If you’re looking for culprits, there are plenty of other targets on whom it’s tempting to pin blame—college-application coaches who help package students into perfect candidates, sometimes at the expense of their true selves, or high-school counselors who keep aiming their students at the same famous elite colleges without considering other options. But are they perpetuating the problem or simply delivering what the system demands? Steinberg says she regularly feels a psychological tension between the fact that she profits off the cultural fixation on elite colleges but also recognizes its consequences.
“What we universally have created is a dysfunctional system that is demanding something that most 17-year-olds aren’t developmentally quite ready to [give],” she says—a definitive, nuanced answer to the question of who they are and how they fit into the world.
Some elite colleges have taken small steps to combat their own elitism. Harvard, for example, a few years ago launched an online-education portal allowing any member of the public to access and take its courses. And Jill Dolan, Princeton University’s dean of the college, says that the school’s admissions officers consistently stress, on campus tours and at events for prospective students, that the Ivy League institution isn’t for everyone and that a lesser-known school is often a much better fit for many candidates. Many top colleges are also members of the Coalition for Access, Affordability, and Success, which has developed an alternative universal application that’s designed to encourage kids to think more deeply about the process. Some, most notably Yale, have recently increased the sizes of their freshman classes; Princeton has major plans to expand its undergraduate body, too.
But college admissions won’t be fixed by these tweaks alone. And perhaps the lawsuit against Harvard, whatever its merits, could help start to dispel the illusion that whether one gets into an elite college or not is any reflection of a student's worth or future prospects. In a recent survey of admissions directors by Inside Higher Ed and Gallup, half of respondents said that the Harvard lawsuit “has created significant distrust among Asian American applicants and their families” in the admissions process. Perhaps it’s raising awareness about the flaws in the system forcing conversations that could serve as an important first step in effecting change.
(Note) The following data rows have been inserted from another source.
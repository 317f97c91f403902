//! Blocking MediaWiki action API client.

use std::time::Duration;

use serde::Deserialize;
use tracing::{debug, warn};

use nami_core::config::SourceConfig;
use nami_core::{Document, DocumentSource, LookupResult};

use crate::error::WikiError;
use crate::variants::title_variants;

// =============================================================================
// Response shape (formatversion=2)
// =============================================================================

#[derive(Debug, Deserialize)]
struct QueryResponse {
    #[serde(default)]
    query: Option<QueryBody>,
    #[serde(default)]
    error: Option<ApiError>,
}

#[derive(Debug, Deserialize)]
struct QueryBody {
    #[serde(default)]
    pages: Vec<Page>,
}

#[derive(Debug, Deserialize)]
struct Page {
    #[serde(default)]
    title: String,
    #[serde(default)]
    missing: bool,
    #[serde(default)]
    invalid: bool,
    #[serde(default)]
    extract: Option<String>,
    #[serde(default)]
    fullurl: Option<String>,
}

#[derive(Debug, Deserialize)]
struct ApiError {
    #[serde(default)]
    code: String,
    #[serde(default)]
    info: String,
}

// =============================================================================
// WikiSource
// =============================================================================

/// Document source backed by one Wikipedia language edition.
pub struct WikiSource {
    agent: ureq::Agent,
    endpoint: String,
    article_base: String,
}

impl WikiSource {
    /// Build a client from the `[source]` config section.
    pub fn new(config: &SourceConfig) -> Result<Self, WikiError> {
        if config.timeout_secs == 0 {
            return Err(WikiError::InvalidConfig("timeout must be > 0".into()));
        }
        let endpoint = config.endpoint();
        if !(endpoint.starts_with("https://") || endpoint.starts_with("http://")) {
            return Err(WikiError::InvalidConfig(format!(
                "endpoint must be an http(s) URL, got '{}'",
                endpoint
            )));
        }

        let timeout = Duration::from_secs(config.timeout_secs);
        let agent = ureq::AgentBuilder::new()
            .timeout_connect(timeout)
            .timeout_read(timeout)
            .timeout_write(timeout)
            .user_agent(&config.user_agent)
            .build();

        debug!(endpoint = %endpoint, "Wikipedia source ready");

        Ok(Self {
            agent,
            article_base: article_base(&endpoint),
            endpoint,
        })
    }

    pub fn endpoint(&self) -> &str {
        &self.endpoint
    }

    /// Fetch the intro of the page titled exactly `title`, following redirects.
    ///
    /// `Ok(None)` means the page does not exist.
    pub fn fetch_page(&self, title: &str) -> Result<Option<Document>, WikiError> {
        debug!(title = %title, "Requesting page");
        let response = self
            .agent
            .get(&self.endpoint)
            .query("action", "query")
            .query("format", "json")
            .query("formatversion", "2")
            .query("prop", "extracts|info")
            .query("exintro", "1")
            .query("explaintext", "1")
            .query("inprop", "url")
            .query("redirects", "1")
            .query("titles", title)
            .call()?;

        let body = response.into_string()?;
        parse_page(&body, &self.article_base)
    }

    /// The exact term first, then each title variant, stopping at the first hit.
    pub fn resolve(&self, term: &str) -> Result<Option<Document>, WikiError> {
        resolve_with(term, |title| self.fetch_page(title))
    }
}

impl DocumentSource for WikiSource {
    fn lookup(&self, term: &str) -> LookupResult {
        match self.resolve(term) {
            Ok(Some(doc)) => LookupResult::Found(doc),
            Ok(None) => LookupResult::NotFound {
                term: term.to_string(),
            },
            Err(e) => {
                warn!(term = %term, error = %e, "Wikipedia lookup failed");
                e.into()
            }
        }
    }

    fn name(&self) -> &str {
        "wikipedia"
    }
}

// =============================================================================
// Helpers
// =============================================================================

/// Try `term`, then its title variants, through `fetch`.
///
/// The first error ends the search.
fn resolve_with<F>(term: &str, mut fetch: F) -> Result<Option<Document>, WikiError>
where
    F: FnMut(&str) -> Result<Option<Document>, WikiError>,
{
    if let Some(doc) = fetch(term)? {
        return Ok(Some(doc));
    }
    for variant in title_variants(term) {
        if let Some(doc) = fetch(&variant)? {
            debug!(term = %term, variant = %variant, "Matched title variant");
            return Ok(Some(doc));
        }
    }
    Ok(None)
}

/// Decode a `prop=extracts|info` query response.
fn parse_page(body: &str, article_base: &str) -> Result<Option<Document>, WikiError> {
    let response: QueryResponse = serde_json::from_str(body)?;

    if let Some(err) = response.error {
        return Err(WikiError::Api {
            code: err.code,
            info: err.info,
        });
    }

    let page = match response
        .query
        .and_then(|q| q.pages.into_iter().next())
    {
        Some(page) if !page.missing && !page.invalid => page,
        _ => return Ok(None),
    };

    let url = page
        .fullurl
        .unwrap_or_else(|| format!("{}{}", article_base, page.title.replace(' ', "_")));

    Ok(Some(Document {
        title: page.title,
        summary: page.extract.unwrap_or_default().trim().to_string(),
        url,
    }))
}

/// Article URL prefix for an API endpoint, e.g. `https://en.wikipedia.org/wiki/`.
fn article_base(endpoint: &str) -> String {
    match endpoint.strip_suffix("/w/api.php") {
        Some(host) => format!("{}/wiki/", host),
        None => {
            let host = endpoint.rsplit_once('/').map_or(endpoint, |(h, _)| h);
            format!("{}/", host)
        }
    }
}

// =============================================================================
// Tests
// =============================================================================

#[cfg(test)]
mod tests {
    use super::*;

    const BASE: &str = "https://en.wikipedia.org/wiki/";

    // ---- Decoding ----

    #[test]
    fn test_parse_existing_page() {
        let body = r#"{
            "batchcomplete": true,
            "query": {
                "normalized": [{"fromencoded": false, "from": "quantum physics", "to": "Quantum physics"}],
                "redirects": [{"from": "Quantum physics", "to": "Quantum mechanics"}],
                "pages": [{
                    "pageid": 25202,
                    "ns": 0,
                    "title": "Quantum mechanics",
                    "extract": "Quantum mechanics is a fundamental theory.\n",
                    "fullurl": "https://en.wikipedia.org/wiki/Quantum_mechanics"
                }]
            }
        }"#;
        let doc = parse_page(body, BASE).unwrap().unwrap();
        assert_eq!(doc.title, "Quantum mechanics");
        assert_eq!(doc.summary, "Quantum mechanics is a fundamental theory.");
        assert_eq!(doc.url, "https://en.wikipedia.org/wiki/Quantum_mechanics");
    }

    #[test]
    fn test_parse_missing_page() {
        let body = r#"{"batchcomplete": true, "query": {"pages": [
            {"ns": 0, "title": "Xyz123qq", "missing": true}
        ]}}"#;
        assert!(parse_page(body, BASE).unwrap().is_none());
    }

    #[test]
    fn test_parse_invalid_title() {
        let body = r#"{"batchcomplete": true, "query": {"pages": [
            {"title": "a|b", "invalidreason": "contains |", "invalid": true}
        ]}}"#;
        assert!(parse_page(body, BASE).unwrap().is_none());
    }

    #[test]
    fn test_parse_without_pages() {
        assert!(parse_page(r#"{"batchcomplete": true}"#, BASE)
            .unwrap()
            .is_none());
        assert!(parse_page(r#"{"query": {"pages": []}}"#, BASE)
            .unwrap()
            .is_none());
    }

    #[test]
    fn test_parse_missing_extract_and_url() {
        let body = r#"{"query": {"pages": [{"title": "Ada Lovelace"}]}}"#;
        let doc = parse_page(body, BASE).unwrap().unwrap();
        assert_eq!(doc.summary, "");
        assert_eq!(doc.url, "https://en.wikipedia.org/wiki/Ada_Lovelace");
    }

    #[test]
    fn test_parse_api_error() {
        let body = r#"{"error": {"code": "badvalue", "info": "Unrecognized value for parameter \"prop\"."}}"#;
        let err = parse_page(body, BASE).unwrap_err();
        assert!(matches!(err, WikiError::Api { ref code, .. } if code == "badvalue"));
    }

    #[test]
    fn test_parse_garbage_is_decode_error() {
        let err = parse_page("<html>502 Bad Gateway</html>", BASE).unwrap_err();
        assert!(matches!(err, WikiError::Decode(_)));
    }

    // ---- Title retry ----

    fn doc(title: &str) -> Document {
        Document {
            title: title.to_string(),
            summary: format!("About {}.", title),
            url: format!("{}{}", BASE, title.replace(' ', "_")),
        }
    }

    /// Runs `resolve_with` over scripted per-title outcomes and returns the
    /// result with the titles requested, in order.
    fn resolve_scripted(
        term: &str,
        script: impl Fn(&str) -> Result<Option<Document>, WikiError>,
    ) -> (Result<Option<Document>, WikiError>, Vec<String>) {
        let mut requested = Vec::new();
        let result = resolve_with(term, |title| {
            requested.push(title.to_string());
            script(title)
        });
        (result, requested)
    }

    #[test]
    fn test_resolve_exact_title_first() {
        let (result, requested) = resolve_scripted("quantum physics", |t| Ok(Some(doc(t))));
        assert_eq!(result.unwrap().unwrap().title, "quantum physics");
        assert_eq!(requested, vec!["quantum physics"]);
    }

    #[test]
    fn test_resolve_tries_variants_in_order_until_hit() {
        let (result, requested) = resolve_scripted("quantum physics", |t| {
            Ok((t == "Quantum physics").then(|| doc("Quantum mechanics")))
        });
        assert_eq!(result.unwrap().unwrap().title, "Quantum mechanics");
        assert_eq!(
            requested,
            vec!["quantum physics", "Quantum Physics", "Quantum physics"]
        );
    }

    #[test]
    fn test_resolve_all_missing_is_none() {
        let (result, requested) = resolve_scripted("quantum physics", |_| Ok(None));
        assert!(result.unwrap().is_none());
        assert_eq!(
            requested,
            vec![
                "quantum physics",
                "Quantum Physics",
                "Quantum physics",
                "quantum_physics"
            ]
        );
    }

    #[test]
    fn test_resolve_error_stops_retry() {
        let (result, requested) = resolve_scripted("quantum physics", |t| {
            if t == "Quantum Physics" {
                Err(WikiError::Transport("connection reset".into()))
            } else {
                Ok(None)
            }
        });
        assert!(matches!(result, Err(WikiError::Transport(_))));
        assert_eq!(requested, vec!["quantum physics", "Quantum Physics"]);
    }

    #[test]
    fn test_resolve_decode_error_on_exact_title() {
        let (result, requested) = resolve_scripted("napoleon", |_| {
            Err(WikiError::Decode("expected value".into()))
        });
        assert!(matches!(result, Err(WikiError::Decode(_))));
        assert_eq!(requested, vec!["napoleon"]);
    }

    #[test]
    fn test_resolve_outcomes_map_to_lookup_results() {
        let (result, _) = resolve_scripted("xyzzy", |_| Ok(None));
        assert!(result.unwrap().is_none());

        let (result, _) = resolve_scripted("xyzzy", |_| Err(WikiError::Status { status: 503 }));
        let lookup: LookupResult = result.unwrap_err().into();
        assert_eq!(
            lookup,
            LookupResult::SourceError {
                message: "Wikipedia returned HTTP 503".into()
            }
        );
    }

    // ---- Construction ----

    #[test]
    fn test_new_with_defaults() {
        let source = WikiSource::new(&SourceConfig::default()).unwrap();
        assert_eq!(source.endpoint(), "https://en.wikipedia.org/w/api.php");
        assert_eq!(source.name(), "wikipedia");
    }

    #[test]
    fn test_new_uses_language() {
        let config = SourceConfig {
            language: "de".into(),
            ..SourceConfig::default()
        };
        let source = WikiSource::new(&config).unwrap();
        assert_eq!(source.endpoint(), "https://de.wikipedia.org/w/api.php");
    }

    #[test]
    fn test_new_rejects_zero_timeout() {
        let config = SourceConfig {
            timeout_secs: 0,
            ..SourceConfig::default()
        };
        assert!(matches!(
            WikiSource::new(&config),
            Err(WikiError::InvalidConfig(_))
        ));
    }

    #[test]
    fn test_new_rejects_non_http_endpoint() {
        let config = SourceConfig {
            api_url: "ftp://example.org/api".into(),
            ..SourceConfig::default()
        };
        assert!(matches!(
            WikiSource::new(&config),
            Err(WikiError::InvalidConfig(_))
        ));
    }

    #[test]
    fn test_source_is_send_and_sync() {
        fn assert_send_sync<T: Send + Sync>() {}
        assert_send_sync::<WikiSource>();
    }

    // ---- Article URLs ----

    #[test]
    fn test_article_base() {
        assert_eq!(
            article_base("https://fr.wikipedia.org/w/api.php"),
            "https://fr.wikipedia.org/wiki/"
        );
        assert_eq!(
            article_base("http://localhost:8080/api.php"),
            "http://localhost:8080/"
        );
    }
}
In the meantime, the students who do win the elite-college admission lottery often find themselves stuck on the hamster wheel of achievement. Though they may be better positioned for success than their peers at other colleges, they also find that the stress and competition they endured to get accepted doesn’t end once they’re on campus. “At Yale, everyone is competing against these standards that they set for themselves, and ... that is something I wish just didn’t exist,” says Wang, the aspiring economist. “But I don’t know how I could’ve approached [the admissions process] better in high school. It’s kind of like a Tragedy of the Commons: If everybody is competitive, you have to be, too.”